Case Studies: Finding Similar Documents
A reader is interested in a specific news article and you want to find similar articles to recommend. What is the right notion of similarity? Moreover, what if there are millions of other documents? Each time you want to a retrieve a new document, do you need to search through all other documents? How do you group similar documents together? How do you discover new, emerging topics that the documents cover?
In this third case study, finding similar documents, you will examine similarity-based algorithms for retrieval. In this course, you will also examine structured representations for describing the documents in the corpus, including clustering and mixed membership models, such as latent Dirichlet allocation (LDA). You will implement expectation maximization (EM) to learn the document clusterings, and see how to scale the methods using MapReduce.
Learning Outcomes: By the end of this course, you will be able to:
-Create a document retrieval system using k-nearest neighbors.
-Identify various similarity metrics for text data.
-Reduce computations in k-nearest neighbor search by using KD-trees.
-Produce approximate nearest neighbors using locality sensitive hashing.
-Compare and contrast supervised and unsupervised learning tasks.
-Cluster documents by topic using k-means.
-Describe how to parallelize k-means using MapReduce.
-Examine probabilistic clustering approaches using mixtures models.
-Fit a mixture of Gaussian model using expectation maximization (EM).
-Perform mixed membership modeling using latent Dirichlet allocation (LDA).
-Describe the steps of a Gibbs sampler and how to use its output to draw inferences.
-Compare and contrast initialization techniques for non-convex optimization objectives.
-Implement these techniques in Python.

From the lesson

Nearest Neighbor Search

We start the course by considering a retrieval task of fetching a document similar to one someone is currently reading. We cast this problem as one of nearest neighbor search, which is a concept we have seen in the Foundations and Regression courses. However, here, you will take a deep dive into two critical components of the algorithms: the data representation and metric for measuring similarity between pairs of datapoints.

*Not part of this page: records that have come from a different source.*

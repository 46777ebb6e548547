//! Delivery time windows for entry notifications.
//!
//! Days are ISO weekday numbers (1 = Monday, 7 = Sunday). The time interval
//! is `HHMM/HHMM` in local time, both ends inclusive at minute resolution;
//! an interval whose end is before its start wraps past midnight.

use chrono::{Datelike, NaiveDateTime, Timelike};
use geocast_types::{DeliveryTimeRecord, GeoError};
use std::collections::BTreeSet;

/// Local time-of-day interval, in minutes after midnight.
#[derive(Debug, Clone, Copy, PartialEq, Eq)]
pub struct TimeInterval {
    from: u32,
    to: u32,
}

impl TimeInterval {
    /// Parse `HHMM/HHMM`.
    pub fn parse(s: &str) -> Result<Self, GeoError> {
        let invalid = || GeoError::InvalidTimeInterval(s.to_string());
        let (from, to) = s.split_once('/').ok_or_else(invalid)?;
        Ok(Self {
            from: parse_hhmm(from).ok_or_else(invalid)?,
            to: parse_hhmm(to).ok_or_else(invalid)?,
        })
    }

    /// Whether the interval crosses midnight.
    pub fn wraps_midnight(&self) -> bool {
        self.from > self.to
    }

    /// Whether `minute_of_day` is inside the interval.
    pub fn contains(&self, minute_of_day: u32) -> bool {
        if self.wraps_midnight() {
            minute_of_day >= self.from || minute_of_day <= self.to
        } else {
            self.from <= minute_of_day && minute_of_day <= self.to
        }
    }
}

impl std::fmt::Display for TimeInterval {
    fn fmt(&self, f: &mut std::fmt::Formatter<'_>) -> std::fmt::Result {
        write!(
            f,
            "{:02}{:02}/{:02}{:02}",
            self.from / 60,
            self.from % 60,
            self.to / 60,
            self.to % 60
        )
    }
}

fn parse_hhmm(s: &str) -> Option<u32> {
    if s.len() != 4 || !s.bytes().all(|b| b.is_ascii_digit()) {
        return None;
    }
    let hours: u32 = s[..2].parse().ok()?;
    let minutes: u32 = s[2..].parse().ok()?;
    (hours < 24 && minutes < 60).then_some(hours * 60 + minutes)
}

/// Allowed weekdays and hours for showing entry notifications.
///
/// An absent part does not constrain.
#[derive(Debug, Clone, Default, PartialEq, Eq)]
pub struct DeliveryTimeWindow {
    days: Option<BTreeSet<u32>>,
    interval: Option<TimeInterval>,
}

impl DeliveryTimeWindow {
    /// Parse the wire strings. Empty strings count as absent.
    pub fn parse(days: Option<&str>, interval: Option<&str>) -> Result<Self, GeoError> {
        let days = match days.map(str::trim).filter(|d| !d.is_empty()) {
            None => None,
            Some(list) => Some(
                list.split(',')
                    .map(|token| {
                        token
                            .trim()
                            .parse::<u32>()
                            .ok()
                            .filter(|d| (1..=7).contains(d))
                            .ok_or_else(|| GeoError::InvalidDays(list.to_string()))
                    })
                    .collect::<Result<BTreeSet<_>, _>>()?,
            ),
        };
        let interval = match interval.map(str::trim).filter(|i| !i.is_empty()) {
            None => None,
            Some(i) => Some(TimeInterval::parse(i)?),
        };
        Ok(Self { days, interval })
    }

    /// Build from the payload record.
    pub fn from_record(record: &DeliveryTimeRecord) -> Result<Self, GeoError> {
        Self::parse(record.days.as_deref(), record.time_interval.as_deref())
    }

    /// Payload record form.
    pub fn to_record(&self) -> DeliveryTimeRecord {
        DeliveryTimeRecord {
            days: self.days.as_ref().map(|days| {
                days.iter()
                    .map(u32::to_string)
                    .collect::<Vec<_>>()
                    .join(",")
            }),
            time_interval: self.interval.map(|i| i.to_string()),
        }
    }

    /// Allowed ISO weekday numbers, if constrained.
    pub fn days(&self) -> Option<&BTreeSet<u32>> {
        self.days.as_ref()
    }

    /// Allowed time interval, if constrained.
    pub fn interval(&self) -> Option<TimeInterval> {
        self.interval
    }

    /// Whether `local_now` satisfies both the day and the time constraint.
    pub fn is_appropriate_at(&self, local_now: NaiveDateTime) -> bool {
        let day_ok = self
            .days
            .as_ref()
            .map_or(true, |days| days.contains(&local_now.weekday().number_from_monday()));
        let minute_of_day = local_now.hour() * 60 + local_now.minute();
        let time_ok = self.interval.map_or(true, |i| i.contains(minute_of_day));
        day_ok && time_ok
    }
}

You will examine the computational burden of the naive nearest neighbor search algorithm, and instead implement scalable alternatives using KD-trees for handling large datasets and locality sensitive hashing (LSH) for providing approximate nearest neighbors, even in high-dimensional spaces. You will explore all of these ideas on a Wikipedia dataset, comparing and contrasting the impact of the various choices you can make on the nearest neighbor results produced.